### Problem details:
Retyping all the entries exactly is the whole task.

[Saved data entries]
..............................
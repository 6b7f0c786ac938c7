//! # 出站转发
//!
//! 网关的出站一跳：构造上游请求、透传白名单头、回传上游响应。
//!
//! 转发策略（与控制台前端约定一致，改动需双方同步）：
//! - 入站方法原样使用，GET/DELETE 不读取也不转发请求体；
//! - 其余方法的请求体按 JSON 尽力解析，解析失败视为无请求体，不报错；
//! - 头部仅透传 `Authorization` 与场馆标识头，`Content-Type` 恒为 JSON；
//! - 上游响应体解析失败时以 `{}` 代替，状态码仍按原样回传；
//! - 仅当出站请求本身失败时，才由网关自行合成 503 响应。

use axum::Json;
use axum::http::{HeaderMap, Method, StatusCode, header};
use axum::response::{IntoResponse, Response};
use bytes::Bytes;
use serde_json::{Value, json};
use tracing::{debug, warn};

use super::upstream_url::build_target_url;

/// 场馆标识头（入站匹配大小写不敏感）
pub const GYM_SCOPE_HEADER: &str = "x-gym-id";

/// 出站使用的场馆标识头规范写法
pub const CANONICAL_GYM_SCOPE_HEADER: &str = "X-Gym-Id";

/// 出站连接失败时的固定提示语
pub const CONNECT_FAILURE_MESSAGE: &str = "Failed to connect to external API";

/// 将入站请求转发到上游，并把上游响应翻译回下游响应
///
/// 任何出站失败都不会向调用方抛出异常，总是返回一个完整的 HTTP 响应。
pub async fn forward_to_upstream(
    client: &reqwest::Client,
    origin: &str,
    method: &Method,
    path: &str,
    raw_query: Option<&str>,
    headers: &HeaderMap,
    body: &Bytes,
) -> Response {
    let target_url = build_target_url(origin, path, raw_query);
    debug!("Forwarding {method} {path} to {target_url}");

    let mut request = client
        .request(method.clone(), &target_url)
        .header(header::CONTENT_TYPE, "application/json");

    // `Authorization` 原样透传（入站查找大小写不敏感）
    if let Some(authorization) = headers.get(header::AUTHORIZATION) {
        request = request.header(header::AUTHORIZATION, authorization.clone());
    }

    // 场馆标识头：接受任意大小写，出站统一为规范写法
    if let Some(gym_id) = headers.get(GYM_SCOPE_HEADER) {
        request = request.header(CANONICAL_GYM_SCOPE_HEADER, gym_id.clone());
    }

    // GET/DELETE 不携带请求体；其余方法尽力解析 JSON，失败按无请求体处理
    if let Some(json_body) = parse_forward_body(method, body) {
        request = request.json(&json_body);
    }

    match request.send().await {
        Ok(upstream) => {
            let status = upstream.status();

            // 响应体解析失败时以空对象代替，状态码仍按原样回传
            let payload: Value = match upstream.bytes().await {
                Ok(bytes) => serde_json::from_slice(&bytes).unwrap_or_else(|_| json!({})),
                Err(_) => json!({}),
            };

            (status, Json(payload)).into_response()
        }
        Err(err) => {
            warn!("Gateway request to {target_url} failed: {err}");
            connect_failure_response()
        }
    }
}

/// 解析需要转发的请求体
///
/// GET/DELETE 恒为 `None`；空请求体与非法 JSON 也为 `None`。
fn parse_forward_body(method: &Method, body: &Bytes) -> Option<Value> {
    if *method == Method::GET || *method == Method::DELETE {
        return None;
    }
    if body.is_empty() {
        return None;
    }
    serde_json::from_slice(body).ok()
}

/// 网关唯一会自行合成的错误响应
fn connect_failure_response() -> Response {
    (
        StatusCode::SERVICE_UNAVAILABLE,
        Json(json!({
            "success": false,
            "error": { "message": CONNECT_FAILURE_MESSAGE }
        })),
    )
        .into_response()
}

#[cfg(test)]
mod tests {
    use super::*;

    #[test]
    fn test_get_and_delete_never_carry_body() {
        let body = Bytes::from_static(b"{\"ignored\":true}");
        assert!(parse_forward_body(&Method::GET, &body).is_none());
        assert!(parse_forward_body(&Method::DELETE, &body).is_none());
    }

    #[test]
    fn test_malformed_body_treated_as_absent() {
        let body = Bytes::from_static(b"{not json");
        assert!(parse_forward_body(&Method::POST, &body).is_none());
    }

    #[test]
    fn test_valid_body_parsed_for_mutating_methods() {
        let body = Bytes::from_static(b"{\"name\":\"Alice\"}");
        let parsed = parse_forward_body(&Method::POST, &body).unwrap();
        assert_eq!(parsed["name"], "Alice");

        assert!(parse_forward_body(&Method::PUT, &body).is_some());
        assert!(parse_forward_body(&Method::PATCH, &body).is_some());
    }

    #[test]
    fn test_empty_body_is_absent() {
        assert!(parse_forward_body(&Method::POST, &Bytes::new()).is_none());
    }
}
..............................
### Task output:
repository 6b7f0c786ac938c7
//! # 出站转发
//!
//! 网关的出站一跳：构造上游请求、透传白名单头、回传上游响应。
//!
//! 转发策略（与控制台前端约定一致，改动需双方同步）：
//! - 入站方法原样使用，GET/DELETE 不读取也不转发请求体；
//! - 其余方法的请求体按 JSON 尽力解析，解析失败视为无请求体，不报错；
//! - 头部仅透传 `Authorization` 与场馆标识头，`Content-Type` 恒为 JSON；
//! - 上游响应体解析失败时以 `{}` 代替，状态码仍按原样回传；
//! - 仅当出站请求本身失败时，才由网关自行合成 503 响应。

use axum::Json;
use axum::http::{HeaderMap, Method, StatusCode, header};
use axum::response::{IntoResponse, Response};
use bytes::Bytes;
use serde_json::{Value, json};
use tracing::{debug, warn};

use super::upstream_url::build_target_url;

/// 场馆标识头（入站匹配大小写不敏感）
pub const GYM_SCOPE_HEADER: &str = "x-gym-id";

/// 出站使用的场馆标识头规范写法
pub const CANONICAL_GYM_SCOPE_HEADER: &str = "X-Gym-Id";

/// 出站连接失败时的固定提示语
pub const CONNECT_FAILURE_MESSAGE: &str = "Failed to connect to external API";

/// 将入站请求转发到上游，并把上游响应翻译回下游响应
///
/// 任何出站失败都不会向调用方抛出异常，总是返回一个完整的 HTTP 响应。
pub async fn forward_to_upstream(
    client: &reqwest::Client,
    origin: &str,
    method: &Method,
    path: &str,
    raw_query: Option<&str>,
    headers: &HeaderMap,
    body: &Bytes,
) -> Response {
    let target_url = build_target_url(origin, path, raw_query);
    debug!("Forwarding {method} {path} to {target_url}");

    let mut request = client
        .request(method.clone(), &target_url)
        .header(header::CONTENT_TYPE, "application/json");

    // `Authorization` 原样透传（入站查找大小写不敏感）
    if let Some(authorization) = headers.get(header::AUTHORIZATION) {
        request = request.header(header::AUTHORIZATION, authorization.clone());
    }

    // 场馆标识头：接受任意大小写，出站统一为规范写法
    if let Some(gym_id) = headers.get(GYM_SCOPE_HEADER) {
        request = request.header(CANONICAL_GYM_SCOPE_HEADER, gym_id.clone());
    }

    // GET/DELETE 不携带请求体；其余方法尽力解析 JSON，失败按无请求体处理
    if let Some(json_body) = parse_forward_body(method, body) {
        request = request.json(&json_body);
    }

    match request.send().await {
        Ok(upstream) => {
            let status = upstream.status();

            // 响应体解析失败时以空对象代替，状态码仍按原样回传
            let payload: Value = match upstream.bytes().await {
                Ok(bytes) => serde_json::from_slice(&bytes).unwrap_or_else(|_| json!({})),
                Err(_) => json!({}),
            };

            (status, Json(payload)).into_response()
        }
        Err(err) => {
            warn!("Gateway request to {target_url} failed: {err}");
            connect_failure_response()
        }
    }
}

/// 解析需要转发的请求体
///
/// GET/DELETE 恒为 `None`；空请求体与非法 JSON 也为 `None`。
fn parse_forward_body(method: &Method, body: &Bytes) -> Option<Value> {
    if *method == Method::GET || *method == Method::DELETE {
        return None;
    }
    if body.is_empty() {
        return None;
    }
    serde_json::from_slice(body).ok()
}

/// 网关唯一会自行合成的错误响应
fn connect_failure_response() -> Response {
    (
        StatusCode::SERVICE_UNAVAILABLE,
        Json(json!({
            "success": false,
            "error": { "message": CONNECT_FAILURE_MESSAGE }
        })),
    )
        .into_response()
}

#[cfg(test)]
mod tests {
    use super::*;

    #[test]
    fn test_get_and_delete_never_carry_body() {
        let body = Bytes::from_static(b"{\"ignored\":true}");
        assert!(parse_forward_body(&Method::GET, &body).is_none());
        assert!(parse_forward_body(&Method::DELETE, &body).is_none());
    }

    #[test]
    fn test_malformed_body_treated_as_absent() {
        let body = Bytes::from_static(b"{not json");
        assert!(parse_forward_body(&Method::POST, &body).is_none());
    }

    #[test]
    fn test_valid_body_parsed_for_mutating_methods() {
        let body = Bytes::from_static(b"{\"name\":\"Alice\"}");
        let parsed = parse_forward_body(&Method::POST, &body).unwrap();
        assert_eq!(parsed["name"], "Alice");

        assert!(parse_forward_body(&Method::PUT, &body).is_some());
        assert!(parse_forward_body(&Method::PATCH, &body).is_some());
    }

    #[test]
    fn test_empty_body_is_absent() {
        assert!(parse_forward_body(&Method::POST, &Bytes::new()).is_none());
    }
}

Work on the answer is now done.